» About this task: For the entries below, how many lines include the word "stale"? Give the figure and nothing more.

(Records from a data source)
------------------------------------------------------------------------

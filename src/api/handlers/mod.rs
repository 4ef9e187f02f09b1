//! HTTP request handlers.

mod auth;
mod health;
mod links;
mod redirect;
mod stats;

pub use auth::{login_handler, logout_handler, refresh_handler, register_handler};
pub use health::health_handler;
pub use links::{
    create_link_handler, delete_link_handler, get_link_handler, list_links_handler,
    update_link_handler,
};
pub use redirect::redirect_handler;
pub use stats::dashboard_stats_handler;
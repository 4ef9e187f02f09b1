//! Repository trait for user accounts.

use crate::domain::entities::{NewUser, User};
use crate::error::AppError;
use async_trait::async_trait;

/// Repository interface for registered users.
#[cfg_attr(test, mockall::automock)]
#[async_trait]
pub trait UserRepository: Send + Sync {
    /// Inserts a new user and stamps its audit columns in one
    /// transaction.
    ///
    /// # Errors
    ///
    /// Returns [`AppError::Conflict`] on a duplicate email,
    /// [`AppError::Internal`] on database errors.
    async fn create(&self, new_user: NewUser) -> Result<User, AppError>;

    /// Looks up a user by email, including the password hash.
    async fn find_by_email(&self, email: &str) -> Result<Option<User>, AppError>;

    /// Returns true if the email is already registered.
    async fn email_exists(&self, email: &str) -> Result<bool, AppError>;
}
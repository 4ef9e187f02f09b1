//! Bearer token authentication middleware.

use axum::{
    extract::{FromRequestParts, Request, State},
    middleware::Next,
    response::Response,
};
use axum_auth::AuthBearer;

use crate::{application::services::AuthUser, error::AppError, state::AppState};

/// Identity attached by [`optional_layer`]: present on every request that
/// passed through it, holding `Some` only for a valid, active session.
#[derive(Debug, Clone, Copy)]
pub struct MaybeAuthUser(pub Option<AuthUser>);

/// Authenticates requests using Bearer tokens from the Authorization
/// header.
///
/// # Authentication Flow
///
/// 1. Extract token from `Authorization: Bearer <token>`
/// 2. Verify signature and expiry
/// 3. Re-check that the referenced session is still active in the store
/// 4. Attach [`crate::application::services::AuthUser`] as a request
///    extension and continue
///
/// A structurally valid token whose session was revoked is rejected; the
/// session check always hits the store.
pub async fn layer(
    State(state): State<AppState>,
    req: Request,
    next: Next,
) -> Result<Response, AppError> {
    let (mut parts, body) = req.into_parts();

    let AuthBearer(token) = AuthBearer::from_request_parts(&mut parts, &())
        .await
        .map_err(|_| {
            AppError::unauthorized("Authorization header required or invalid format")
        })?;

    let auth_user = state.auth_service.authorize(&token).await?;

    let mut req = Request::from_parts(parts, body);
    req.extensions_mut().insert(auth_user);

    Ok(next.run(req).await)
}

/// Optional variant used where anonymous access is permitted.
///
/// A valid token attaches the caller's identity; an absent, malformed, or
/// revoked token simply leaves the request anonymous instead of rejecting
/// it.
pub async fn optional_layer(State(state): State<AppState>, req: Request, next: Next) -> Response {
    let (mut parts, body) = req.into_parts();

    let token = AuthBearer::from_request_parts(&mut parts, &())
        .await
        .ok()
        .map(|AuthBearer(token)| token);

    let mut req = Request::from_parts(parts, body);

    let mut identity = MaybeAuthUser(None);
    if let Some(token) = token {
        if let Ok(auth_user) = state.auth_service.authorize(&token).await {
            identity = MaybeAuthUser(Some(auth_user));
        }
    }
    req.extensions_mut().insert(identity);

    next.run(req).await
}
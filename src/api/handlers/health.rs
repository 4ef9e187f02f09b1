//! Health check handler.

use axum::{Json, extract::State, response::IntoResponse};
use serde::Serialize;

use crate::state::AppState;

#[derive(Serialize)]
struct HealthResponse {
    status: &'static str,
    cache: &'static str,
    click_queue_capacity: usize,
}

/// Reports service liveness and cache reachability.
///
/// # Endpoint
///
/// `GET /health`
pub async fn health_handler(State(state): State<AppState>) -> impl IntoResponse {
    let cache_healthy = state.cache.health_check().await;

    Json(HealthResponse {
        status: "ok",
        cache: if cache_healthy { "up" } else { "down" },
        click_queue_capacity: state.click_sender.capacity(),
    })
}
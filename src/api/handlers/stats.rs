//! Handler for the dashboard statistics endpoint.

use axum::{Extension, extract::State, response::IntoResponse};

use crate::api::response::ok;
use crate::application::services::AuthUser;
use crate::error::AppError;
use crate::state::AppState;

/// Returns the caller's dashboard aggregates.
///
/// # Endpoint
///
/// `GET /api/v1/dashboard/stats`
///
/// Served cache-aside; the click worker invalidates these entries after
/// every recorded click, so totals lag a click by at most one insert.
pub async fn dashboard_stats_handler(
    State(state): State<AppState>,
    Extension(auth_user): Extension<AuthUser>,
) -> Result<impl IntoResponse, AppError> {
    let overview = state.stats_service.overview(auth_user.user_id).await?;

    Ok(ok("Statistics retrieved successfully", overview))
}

------------------------------------------------------------------------

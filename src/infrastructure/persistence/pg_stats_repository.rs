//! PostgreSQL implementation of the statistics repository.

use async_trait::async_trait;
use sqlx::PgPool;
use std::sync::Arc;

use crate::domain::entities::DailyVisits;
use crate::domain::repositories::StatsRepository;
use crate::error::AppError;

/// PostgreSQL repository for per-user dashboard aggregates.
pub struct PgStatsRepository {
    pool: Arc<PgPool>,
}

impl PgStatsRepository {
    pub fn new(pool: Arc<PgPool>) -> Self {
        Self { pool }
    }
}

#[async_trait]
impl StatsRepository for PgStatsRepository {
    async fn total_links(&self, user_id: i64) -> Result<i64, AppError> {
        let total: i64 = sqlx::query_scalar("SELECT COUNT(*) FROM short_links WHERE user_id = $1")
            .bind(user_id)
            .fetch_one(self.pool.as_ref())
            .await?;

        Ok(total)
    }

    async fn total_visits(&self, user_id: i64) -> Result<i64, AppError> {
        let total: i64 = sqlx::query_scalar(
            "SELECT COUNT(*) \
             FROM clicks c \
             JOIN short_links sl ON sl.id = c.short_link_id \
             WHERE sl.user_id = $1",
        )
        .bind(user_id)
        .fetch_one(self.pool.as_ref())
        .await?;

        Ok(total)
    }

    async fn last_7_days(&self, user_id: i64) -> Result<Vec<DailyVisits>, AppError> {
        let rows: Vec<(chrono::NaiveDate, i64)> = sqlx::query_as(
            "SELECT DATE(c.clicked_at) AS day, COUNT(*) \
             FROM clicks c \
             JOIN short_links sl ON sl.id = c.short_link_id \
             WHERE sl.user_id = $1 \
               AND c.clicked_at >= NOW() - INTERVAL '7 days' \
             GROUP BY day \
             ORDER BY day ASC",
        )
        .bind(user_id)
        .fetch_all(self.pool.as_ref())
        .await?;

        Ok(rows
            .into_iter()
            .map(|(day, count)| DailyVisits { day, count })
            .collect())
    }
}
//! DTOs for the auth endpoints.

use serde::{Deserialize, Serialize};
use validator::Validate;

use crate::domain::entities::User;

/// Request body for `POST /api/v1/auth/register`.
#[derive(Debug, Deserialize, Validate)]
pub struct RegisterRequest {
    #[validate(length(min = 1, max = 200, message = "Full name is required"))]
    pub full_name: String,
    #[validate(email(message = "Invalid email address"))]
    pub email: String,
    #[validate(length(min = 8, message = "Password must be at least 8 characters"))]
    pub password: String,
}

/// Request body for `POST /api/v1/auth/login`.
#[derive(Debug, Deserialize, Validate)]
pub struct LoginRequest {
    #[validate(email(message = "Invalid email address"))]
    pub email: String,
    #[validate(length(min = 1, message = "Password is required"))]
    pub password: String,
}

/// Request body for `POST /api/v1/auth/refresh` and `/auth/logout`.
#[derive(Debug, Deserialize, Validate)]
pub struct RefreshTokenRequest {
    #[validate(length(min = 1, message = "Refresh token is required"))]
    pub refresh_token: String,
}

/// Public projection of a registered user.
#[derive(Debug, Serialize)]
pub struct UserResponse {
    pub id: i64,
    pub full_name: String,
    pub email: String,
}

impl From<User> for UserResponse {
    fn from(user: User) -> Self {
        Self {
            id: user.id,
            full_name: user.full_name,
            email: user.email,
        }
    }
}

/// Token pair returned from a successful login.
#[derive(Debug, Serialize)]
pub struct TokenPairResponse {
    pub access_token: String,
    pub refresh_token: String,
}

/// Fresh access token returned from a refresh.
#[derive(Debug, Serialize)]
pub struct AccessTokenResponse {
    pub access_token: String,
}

------------------------------------------------------------------------

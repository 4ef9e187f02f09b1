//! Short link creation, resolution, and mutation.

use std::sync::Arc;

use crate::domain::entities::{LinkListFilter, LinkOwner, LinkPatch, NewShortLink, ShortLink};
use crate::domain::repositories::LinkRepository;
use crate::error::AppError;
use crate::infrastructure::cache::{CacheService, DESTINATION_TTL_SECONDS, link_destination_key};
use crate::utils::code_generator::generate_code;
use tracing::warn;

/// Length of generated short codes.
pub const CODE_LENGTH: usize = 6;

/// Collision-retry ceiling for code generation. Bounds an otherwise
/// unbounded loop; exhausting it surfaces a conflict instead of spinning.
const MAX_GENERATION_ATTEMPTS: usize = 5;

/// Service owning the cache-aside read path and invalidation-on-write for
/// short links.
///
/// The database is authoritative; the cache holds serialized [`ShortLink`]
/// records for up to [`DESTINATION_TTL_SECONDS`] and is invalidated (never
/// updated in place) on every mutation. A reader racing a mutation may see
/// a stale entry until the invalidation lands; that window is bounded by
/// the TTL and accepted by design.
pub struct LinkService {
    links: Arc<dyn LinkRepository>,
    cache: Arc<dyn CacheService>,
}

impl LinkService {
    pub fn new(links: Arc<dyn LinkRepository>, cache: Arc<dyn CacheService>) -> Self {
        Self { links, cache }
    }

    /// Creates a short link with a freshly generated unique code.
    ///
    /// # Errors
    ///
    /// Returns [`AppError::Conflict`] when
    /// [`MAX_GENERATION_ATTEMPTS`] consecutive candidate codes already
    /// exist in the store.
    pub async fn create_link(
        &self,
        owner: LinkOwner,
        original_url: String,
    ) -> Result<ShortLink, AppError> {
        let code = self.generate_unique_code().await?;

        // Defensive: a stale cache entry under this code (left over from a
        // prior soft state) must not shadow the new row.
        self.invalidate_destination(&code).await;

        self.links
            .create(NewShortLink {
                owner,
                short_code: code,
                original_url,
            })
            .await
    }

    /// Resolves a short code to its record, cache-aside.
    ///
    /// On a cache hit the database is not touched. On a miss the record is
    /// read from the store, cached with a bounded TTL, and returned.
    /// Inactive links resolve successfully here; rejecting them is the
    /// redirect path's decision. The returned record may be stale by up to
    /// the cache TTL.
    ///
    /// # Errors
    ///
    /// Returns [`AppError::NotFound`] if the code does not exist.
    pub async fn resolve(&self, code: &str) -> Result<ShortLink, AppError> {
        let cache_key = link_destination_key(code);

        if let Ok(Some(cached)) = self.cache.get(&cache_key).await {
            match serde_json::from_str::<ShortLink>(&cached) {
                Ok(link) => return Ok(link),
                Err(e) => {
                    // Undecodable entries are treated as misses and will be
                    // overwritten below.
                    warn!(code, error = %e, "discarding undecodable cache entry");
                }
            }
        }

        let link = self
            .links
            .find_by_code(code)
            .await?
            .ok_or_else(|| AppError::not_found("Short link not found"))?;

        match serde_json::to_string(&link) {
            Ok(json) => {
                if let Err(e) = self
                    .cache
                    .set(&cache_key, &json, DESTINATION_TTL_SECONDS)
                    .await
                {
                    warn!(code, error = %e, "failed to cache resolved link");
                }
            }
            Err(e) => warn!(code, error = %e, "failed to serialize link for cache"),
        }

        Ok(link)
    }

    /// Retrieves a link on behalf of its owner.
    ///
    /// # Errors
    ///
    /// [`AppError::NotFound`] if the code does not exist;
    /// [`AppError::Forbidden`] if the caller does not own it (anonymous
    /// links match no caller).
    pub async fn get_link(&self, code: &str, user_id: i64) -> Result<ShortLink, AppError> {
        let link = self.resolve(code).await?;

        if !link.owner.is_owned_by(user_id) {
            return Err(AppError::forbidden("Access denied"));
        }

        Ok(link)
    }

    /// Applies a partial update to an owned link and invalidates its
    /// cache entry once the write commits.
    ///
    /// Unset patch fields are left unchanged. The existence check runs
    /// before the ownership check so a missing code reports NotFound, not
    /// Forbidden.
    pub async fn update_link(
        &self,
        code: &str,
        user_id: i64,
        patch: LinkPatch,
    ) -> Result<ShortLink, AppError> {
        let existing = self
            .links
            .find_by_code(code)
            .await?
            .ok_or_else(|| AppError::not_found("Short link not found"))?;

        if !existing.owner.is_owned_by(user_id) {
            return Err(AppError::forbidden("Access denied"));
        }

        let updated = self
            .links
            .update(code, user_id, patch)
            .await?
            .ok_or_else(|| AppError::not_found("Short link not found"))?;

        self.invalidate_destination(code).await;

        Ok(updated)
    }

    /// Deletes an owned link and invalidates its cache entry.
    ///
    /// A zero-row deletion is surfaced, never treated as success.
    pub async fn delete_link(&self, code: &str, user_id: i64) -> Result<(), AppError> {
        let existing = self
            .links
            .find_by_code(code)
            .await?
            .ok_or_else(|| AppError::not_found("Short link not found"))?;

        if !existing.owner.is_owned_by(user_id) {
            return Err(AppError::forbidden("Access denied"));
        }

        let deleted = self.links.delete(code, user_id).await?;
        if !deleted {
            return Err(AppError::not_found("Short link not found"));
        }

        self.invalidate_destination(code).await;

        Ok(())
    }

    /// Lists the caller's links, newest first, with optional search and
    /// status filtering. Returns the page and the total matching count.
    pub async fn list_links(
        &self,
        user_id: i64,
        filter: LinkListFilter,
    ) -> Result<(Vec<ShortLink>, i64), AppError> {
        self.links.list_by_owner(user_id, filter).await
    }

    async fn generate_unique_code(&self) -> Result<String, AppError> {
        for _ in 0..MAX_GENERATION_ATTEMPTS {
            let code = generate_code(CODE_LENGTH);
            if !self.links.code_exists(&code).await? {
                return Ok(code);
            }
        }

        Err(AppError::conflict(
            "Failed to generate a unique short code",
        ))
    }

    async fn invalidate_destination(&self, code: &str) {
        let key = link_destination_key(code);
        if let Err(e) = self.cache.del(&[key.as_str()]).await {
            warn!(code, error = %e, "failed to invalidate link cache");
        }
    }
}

------------------------------------------------------------------------

» Result of this task: 3